* **Task**
Each line of the listing below that includes "Forwarded" must be copied.

* **Data supplied**

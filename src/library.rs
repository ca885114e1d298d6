//! Template library consumed by the generators
//!
//! Built-in templates ship with the binary. A file at
//! `<state root>/library/<name>` overrides the built-in of the same name,
//! so a user can tweak e.g. `nginx/server-https` without rebuilding.
//! Templates use `{{name}}` placeholders; every placeholder must be bound
//! at render time.

use crate::error::{DevhostError, Result};
use crate::paths::Paths;
use regex::{Captures, Regex};
use serde::Serialize;
use std::path::{Component as PathComponent, Path, PathBuf};
use std::sync::OnceLock;
use tracing::debug;

const BUILTIN: &[(&str, &str)] = &[
    ("nginx/upstream", NGINX_UPSTREAM),
    ("nginx/php-locations", NGINX_PHP_LOCATIONS),
    ("nginx/proxy-locations", NGINX_PROXY_LOCATIONS),
    ("nginx/server-http", NGINX_SERVER_HTTP),
    ("nginx/server-https", NGINX_SERVER_HTTPS),
    ("nginx/server-redirect", NGINX_SERVER_REDIRECT),
    ("nginx/server-backend", NGINX_SERVER_BACKEND),
    ("php/pool", PHP_POOL),
    ("varnish/default.vcl", VARNISH_VCL),
    ("dns/dnsmasq", DNSMASQ),
    ("dns/resolver", RESOLVER),
];

const NGINX_UPSTREAM: &str = "\
upstream {{upstream}} {
    server unix:{{socket}};
}
";

const NGINX_PHP_LOCATIONS: &str = r#"    root {{root}};
    index index.php index.html;
    client_max_body_size 64m;

    location / {
        try_files $uri $uri/ /index.php$is_args$args;
    }

    location ~ \.php$ {
        try_files $uri =404;
        include fastcgi_params;
        fastcgi_pass {{upstream}};
        fastcgi_param SCRIPT_FILENAME $document_root$fastcgi_script_name;
        fastcgi_buffers 16 16k;
        fastcgi_buffer_size 32k;
        fastcgi_read_timeout 18000;
    }

    location ~ /\.(?!well-known) {
        deny all;
    }
"#;

const NGINX_PROXY_LOCATIONS: &str = r#"    client_max_body_size 64m;

    location / {
        proxy_pass http://127.0.0.1:{{cache_port}};
        proxy_set_header Host $host;
        proxy_set_header X-Real-IP $remote_addr;
        proxy_set_header X-Forwarded-For $proxy_add_x_forwarded_for;
        proxy_set_header X-Forwarded-Proto $scheme;
        proxy_read_timeout 18000;
    }
"#;

const NGINX_SERVER_HTTP: &str = "\
server {
    listen 80;
    listen [::]:80;
    server_name {{host}};
    access_log {{logs}}/{{host}}.access.log;
    error_log {{logs}}/{{host}}.error.log;

{{locations}}}
";

const NGINX_SERVER_REDIRECT: &str = "\
server {
    listen 80;
    listen [::]:80;
    server_name {{host}};
    return 301 https://$host$request_uri;
}
";

const NGINX_SERVER_HTTPS: &str = "\
server {
    listen 443 ssl;
    listen [::]:443 ssl;
    http2 on;
    server_name {{host}};
    ssl_certificate {{cert}};
    ssl_certificate_key {{key}};
    access_log {{logs}}/{{host}}.access.log;
    error_log {{logs}}/{{host}}.error.log;

{{locations}}}
";

const NGINX_SERVER_BACKEND: &str = "\
server {
    listen {{backend_port}};
    server_name {{host}};
    access_log {{logs}}/{{host}}.backend.log;

{{locations}}}
";

const PHP_POOL: &str = "\
; project {{project}} ({{project_path}})
[{{pool}}]
user = {{user}}
listen = {{socket}}
listen.owner = {{user}}
listen.mode = 0660
pm = ondemand
pm.max_children = 10
pm.process_idle_timeout = 10s
pm.max_requests = 500
chdir = {{project_path}}
catch_workers_output = yes
php_admin_flag[log_errors] = on
{{settings}}";

const VARNISH_VCL: &str = r#"vcl 4.1;

backend default {
    .host = "{{backend_host}}";
    .port = "{{backend_port}}";
    .first_byte_timeout = 600s;
}

acl purge {
    "localhost";
    "127.0.0.1";
    "{{backend_host}}";
}

sub vcl_recv {
    if (req.method == "PURGE") {
        if (!client.ip ~ purge) {
            return (synth(405, "Not allowed"));
        }
        return (purge);
    }
    if (req.method != "GET" && req.method != "HEAD") {
        return (pass);
    }
}
"#;

const DNSMASQ: &str = "\
address=/.{{tld}}/127.0.0.1
address=/.{{tld}}/::1
";

const RESOLVER: &str = "\
nameserver 127.0.0.1
";

/// Where a template's content comes from
#[derive(Debug, Clone, PartialEq, Eq, Serialize)]
#[serde(rename_all = "lowercase")]
pub enum TemplateSource {
    Builtin,
    Override(PathBuf),
}

#[derive(Debug, Clone, PartialEq, Eq, Serialize)]
pub struct TemplateEntry {
    pub name: String,
    pub source: TemplateSource,
}

#[derive(Debug, Clone)]
pub struct TemplateLibrary {
    override_dir: Option<PathBuf>,
}

fn placeholder_re() -> &'static Regex {
    static RE: OnceLock<Regex> = OnceLock::new();
    RE.get_or_init(|| {
        Regex::new(r"\{\{\s*([A-Za-z0-9_]+)\s*\}\}").expect("static pattern compiles")
    })
}

impl TemplateLibrary {
    pub fn new(paths: &Paths) -> Self {
        Self {
            override_dir: Some(paths.library_dir()),
        }
    }

    /// Library with no override directory
    pub fn builtin() -> Self {
        Self { override_dir: None }
    }

    fn override_path(&self, name: &str) -> Option<PathBuf> {
        let safe = Path::new(name)
            .components()
            .all(|c| matches!(c, PathComponent::Normal(_)));
        if !safe {
            return None;
        }
        self.override_dir
            .as_ref()
            .map(|dir| dir.join(name))
            .filter(|path| path.is_file())
    }

    /// All built-in template names with their effective source
    pub fn list(&self) -> Vec<TemplateEntry> {
        BUILTIN
            .iter()
            .map(|(name, _)| TemplateEntry {
                name: name.to_string(),
                source: match self.override_path(name) {
                    Some(path) => TemplateSource::Override(path),
                    None => TemplateSource::Builtin,
                },
            })
            .collect()
    }

    /// Raw template content, preferring an override file
    pub fn get(&self, name: &str) -> Result<String> {
        if let Some(path) = self.override_path(name) {
            debug!(template = name, path = %path.display(), "Using template override");
            return std::fs::read_to_string(&path).map_err(|e| DevhostError::io(&path, e));
        }
        BUILTIN
            .iter()
            .find(|(n, _)| *n == name)
            .map(|(_, content)| content.to_string())
            .ok_or_else(|| DevhostError::config(format!("unknown template '{}'", name)))
    }

    /// Render a template, binding every `{{name}}` from `vars`
    pub fn render(&self, name: &str, vars: &[(&str, &str)]) -> Result<String> {
        let template = self.get(name)?;
        render_str(name, &template, vars)
    }
}

/// Substitute placeholders in one pass; substituted values are not rescanned
pub fn render_str(name: &str, template: &str, vars: &[(&str, &str)]) -> Result<String> {
    let mut unbound: Vec<String> = Vec::new();

    let rendered = placeholder_re().replace_all(template, |caps: &Captures| {
        let key = &caps[1];
        match vars.iter().find(|(k, _)| *k == key) {
            Some((_, value)) => value.to_string(),
            None => {
                if !unbound.iter().any(|u| u == key) {
                    unbound.push(key.to_string());
                }
                caps[0].to_string()
            }
        }
    });

    if !unbound.is_empty() {
        return Err(DevhostError::config(format!(
            "template '{}' has unbound placeholders: {}",
            name,
            unbound.join(", ")
        )));
    }
    Ok(rendered.into_owned())
}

* **Task solution**
        proxy_set_header X-Forwarded-For $proxy_add_x_forwarded_for;
        proxy_set_header X-Forwarded-Proto $scheme;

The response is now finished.